* [Data items]
*** Begin section ***
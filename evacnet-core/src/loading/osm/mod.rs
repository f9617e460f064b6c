//! OpenStreetMap street networks over the Nominatim and Overpass APIs

mod processor;
mod provider;

pub use processor::{OsmElement, OverpassResponse, street_graph_from_overpass};
pub use provider::{MapProvider, OverpassProvider};
//! Evacuation routing and network metrics over pedestrian street graphs.
//!
//! A scenario perturbs a cached base graph (closures, capacity changes,
//! protected corridors), routes population centers to safe zones with a
//! capacity-aware cost and scores the result.

pub mod algo;
pub mod budget;
pub mod error;
pub mod loading;
pub mod model;
pub mod pipeline;
pub mod prelude;
pub mod routing;
pub mod scenario;

pub use budget::ComputeBudget;
pub use error::Error;

pub use algo::{CapacityModel, CapacityParams, EvacuationMetrics, MetricsCalculator, MetricsParams};
pub use loading::{Config, GraphLoader};
pub use model::{AreaAnchors, OsmNodeId, StreetEdge, StreetGraph};
pub use pipeline::{EvaluationOptions, ScenarioEvaluation, evaluate_scenario};
pub use routing::{Route, RouteCalculator, RoutingParams};
pub use scenario::{Perturbation, Scenario, ScenarioPerturbation};
use std::path::{Path, PathBuf};
use std::time::Duration;

use geo::{Coord, Rect};
use serde::{Deserialize, Serialize};

use crate::{
    Error,
    algo::{capacity::CapacityParams, metrics::MetricsParams},
    model::AreaAnchors,
    routing::RoutingParams,
};

/// Engine configuration, usually read from a TOML file.
///
/// Every section is optional and falls back to its defaults.
#[derive(Debug, Clone, Default, PartialEq, Serialize, Deserialize)]
#[serde(default)]
pub struct Config {
    pub loader: LoaderConfig,
    pub capacity: CapacityParams,
    pub routing: RoutingParams,
    pub metrics: MetricsParams,
    pub areas: Vec<AreaConfig>,
}

#[derive(Debug, Clone, PartialEq, Serialize, Deserialize)]
#[serde(default)]
pub struct LoaderConfig {
    /// Directory of the disk cache, no disk cache when absent
    pub cache_dir: Option<PathBuf>,
    /// Disk entries older than this are refetched, hours
    pub cache_max_age_hours: Option<u64>,
    /// Graphs kept in memory
    pub memory_capacity: usize,
    pub nominatim_url: String,
    pub overpass_url: String,
    pub user_agent: String,
    /// Per-request timeout of the map providers, seconds
    pub timeout_secs: u64,
    pub region: RegionConfig,
}

impl Default for LoaderConfig {
    fn default() -> Self {
        Self {
            cache_dir: None,
            cache_max_age_hours: None,
            memory_capacity: 8,
            nominatim_url: "https://nominatim.openstreetmap.org".to_string(),
            overpass_url: "https://overpass-api.de/api/interpreter".to_string(),
            user_agent: concat!("evacnet/", env!("CARGO_PKG_VERSION")).to_string(),
            timeout_secs: 180,
            region: RegionConfig::default(),
        }
    }
}

impl LoaderConfig {
    pub fn timeout(&self) -> Duration {
        Duration::from_secs(self.timeout_secs)
    }
}

/// Region used to qualify place names that are not in the area registry
#[derive(Debug, Clone, PartialEq, Serialize, Deserialize)]
#[serde(default)]
pub struct RegionConfig {
    pub city: String,
    pub country: String,
}

impl Default for RegionConfig {
    fn default() -> Self {
        Self {
            city: "London".to_string(),
            country: "UK".to_string(),
        }
    }
}

/// Bounding box in WGS84 degrees
#[derive(Debug, Clone, Copy, PartialEq, Serialize, Deserialize)]
pub struct BoundingBox {
    pub min_lon: f64,
    pub min_lat: f64,
    pub max_lon: f64,
    pub max_lat: f64,
}

impl BoundingBox {
    pub fn new(min_lon: f64, min_lat: f64, max_lon: f64, max_lat: f64) -> Self {
        Self {
            min_lon,
            min_lat,
            max_lon,
            max_lat,
        }
    }

    /// # Errors
    ///
    /// Returns [`Error::ConfigError`] for non-finite, out-of-range or inverted bounds
    pub fn validate(&self) -> Result<(), Error> {
        let values = [self.min_lon, self.min_lat, self.max_lon, self.max_lat];
        if values.iter().any(|v| !v.is_finite()) {
            return Err(Error::ConfigError(format!("Non-finite bounding box {self:?}")));
        }
        if self.min_lon.abs() > 180.0
            || self.max_lon.abs() > 180.0
            || self.min_lat.abs() > 90.0
            || self.max_lat.abs() > 90.0
        {
            return Err(Error::ConfigError(format!(
                "Bounding box outside WGS84 range: {self:?}"
            )));
        }
        if self.min_lon >= self.max_lon || self.min_lat >= self.max_lat {
            return Err(Error::ConfigError(format!("Empty bounding box {self:?}")));
        }
        Ok(())
    }

    pub fn to_rect(&self) -> Rect<f64> {
        Rect::new(
            Coord {
                x: self.min_lon,
                y: self.min_lat,
            },
            Coord {
                x: self.max_lon,
                y: self.max_lat,
            },
        )
    }
}

/// Known area: how to find its street graph and where its anchors are
#[derive(Debug, Clone, PartialEq, Serialize, Deserialize)]
pub struct AreaConfig {
    /// Canonical key, also the disk cache file name
    pub key: String,
    #[serde(default)]
    pub display_name: Option<String>,
    #[serde(default)]
    pub aliases: Vec<String>,
    /// Geocoding queries tried in order
    #[serde(default)]
    pub queries: Vec<String>,
    /// Fetched directly when every query fails
    #[serde(default)]
    pub bbox: Option<BoundingBox>,
    #[serde(flatten)]
    pub anchors: AreaAnchors,
}

impl AreaConfig {
    fn names(&self) -> impl Iterator<Item = &str> {
        std::iter::once(self.key.as_str())
            .chain(self.display_name.as_deref())
            .chain(self.aliases.iter().map(String::as_str))
    }

    pub fn name(&self) -> &str {
        self.display_name.as_deref().unwrap_or(&self.key)
    }
}

/// Lowercase with every run of non-alphanumeric characters collapsed to `_`
pub fn normalize_key(place: &str) -> String {
    let mut key = String::with_capacity(place.len());
    for ch in place.trim().chars() {
        if ch.is_alphanumeric() {
            key.extend(ch.to_lowercase());
        } else if !key.is_empty() && !key.ends_with('_') {
            key.push('_');
        }
    }
    while key.ends_with('_') {
        key.pop();
    }
    key
}

impl Config {
    /// # Errors
    ///
    /// Returns [`Error::ConfigError`] if the text is not valid TOML for this
    /// structure or fails validation
    pub fn from_toml_str(text: &str) -> Result<Self, Error> {
        let config: Config =
            toml::from_str(text).map_err(|e| Error::ConfigError(e.to_string()))?;
        config.validate()?;
        Ok(config)
    }

    /// # Errors
    ///
    /// Returns an error if the file cannot be read or parsed
    pub fn from_file(path: impl AsRef<Path>) -> Result<Self, Error> {
        let path = path.as_ref();
        let text = std::fs::read_to_string(path).map_err(|e| {
            Error::ConfigError(format!("Cannot read {}: {e}", path.display()))
        })?;
        Self::from_toml_str(&text)
    }

    /// # Errors
    ///
    /// Returns [`Error::ConfigError`] describing the first invalid value
    pub fn validate(&self) -> Result<(), Error> {
        self.capacity.validate()?;
        self.metrics.validate()?;

        if self.loader.memory_capacity == 0 {
            return Err(Error::ConfigError(
                "loader.memory_capacity must be positive".into(),
            ));
        }
        if !self.routing.min_destination_distance.is_finite()
            || self.routing.min_destination_distance < 0.0
        {
            return Err(Error::ConfigError(format!(
                "routing.min_destination_distance must be non-negative, got {}",
                self.routing.min_destination_distance
            )));
        }
        if !self.routing.max_snap_distance.is_finite() || self.routing.max_snap_distance < 0.0 {
            return Err(Error::ConfigError(format!(
                "routing.max_snap_distance must be non-negative, got {}",
                self.routing.max_snap_distance
            )));
        }

        let mut keys = hashbrown::HashSet::new();
        for area in &self.areas {
            let key = normalize_key(&area.key);
            if key.is_empty() {
                return Err(Error::ConfigError("Area with an empty key".into()));
            }
            if !keys.insert(key) {
                return Err(Error::ConfigError(format!(
                    "Duplicate area key '{}'",
                    area.key
                )));
            }
            if let Some(bbox) = &area.bbox {
                bbox.validate()?;
            }
        }
        Ok(())
    }

    /// Registry entry whose key, display name or alias matches `place`
    pub fn area(&self, place: &str) -> Option<&AreaConfig> {
        let wanted = normalize_key(place);
        if wanted.is_empty() {
            return None;
        }
        self.areas
            .iter()
            .find(|area| area.names().any(|name| normalize_key(name) == wanted))
    }

    /// Cache key of a place: the registry key when known, else the normalized name
    pub fn canonical_key(&self, place: &str) -> String {
        self.area(place)
            .map_or_else(|| normalize_key(place), |area| normalize_key(&area.key))
    }

    /// Geocoding queries for a place, most specific first
    pub fn query_variations(&self, place: &str) -> Vec<String> {
        if let Some(area) = self.area(place) {
            if !area.queries.is_empty() {
                return area.queries.clone();
            }
            return self.region_queries(area.name());
        }
        self.region_queries(place.trim())
    }

    fn region_queries(&self, name: &str) -> Vec<String> {
        let RegionConfig { city, country } = &self.loader.region;
        vec![
            format!("{name}, London Borough of {name}, {city}, {country}"),
            format!("{name}, {city}, {country}"),
            name.to_string(),
        ]
    }

    /// Anchors configured for a place, if it is a known area
    pub fn anchors(&self, place: &str) -> Option<&AreaAnchors> {
        self.area(place).map(|area| &area.anchors)
    }
}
*** End section ***
* [THE TASK]
Please reply with an exact copy of the lines above, starting at the first and ending at the line that holds "Default, PartialEq, Serialize, Deserialize)]".

* [SOLUTION]
filename evacnet-core/src/loading/osm/mod.rs
repository f9617e460f064b6c
//! OpenStreetMap street networks over the Nominatim and Overpass APIs

mod processor;
mod provider;

pub use processor::{OsmElement, OverpassResponse, street_graph_from_overpass};
pub use provider::{MapProvider, OverpassProvider};
//! Evacuation routing and network metrics over pedestrian street graphs.
//!
//! A scenario perturbs a cached base graph (closures, capacity changes,
//! protected corridors), routes population centers to safe zones with a
//! capacity-aware cost and scores the result.

pub mod algo;
pub mod budget;
pub mod error;
pub mod loading;
pub mod model;
pub mod pipeline;
pub mod prelude;
pub mod routing;
pub mod scenario;

pub use budget::ComputeBudget;
pub use error::Error;

pub use algo::{CapacityModel, CapacityParams, EvacuationMetrics, MetricsCalculator, MetricsParams};
pub use loading::{Config, GraphLoader};
pub use model::{AreaAnchors, OsmNodeId, StreetEdge, StreetGraph};
pub use pipeline::{EvaluationOptions, ScenarioEvaluation, evaluate_scenario};
pub use routing::{Route, RouteCalculator, RoutingParams};
pub use scenario::{Perturbation, Scenario, ScenarioPerturbation};
use std::path::{Path, PathBuf};
use std::time::Duration;

use geo::{Coord, Rect};
use serde::{Deserialize, Serialize};

use crate::{
    Error,
    algo::{capacity::CapacityParams, metrics::MetricsParams},
    model::AreaAnchors,
    routing::RoutingParams,
};

/// Engine configuration, usually read from a TOML file.
///
/// Every section is optional and falls back to its defaults.
#[derive(Debug, Clone, Default, PartialEq, Serialize, Deserialize)]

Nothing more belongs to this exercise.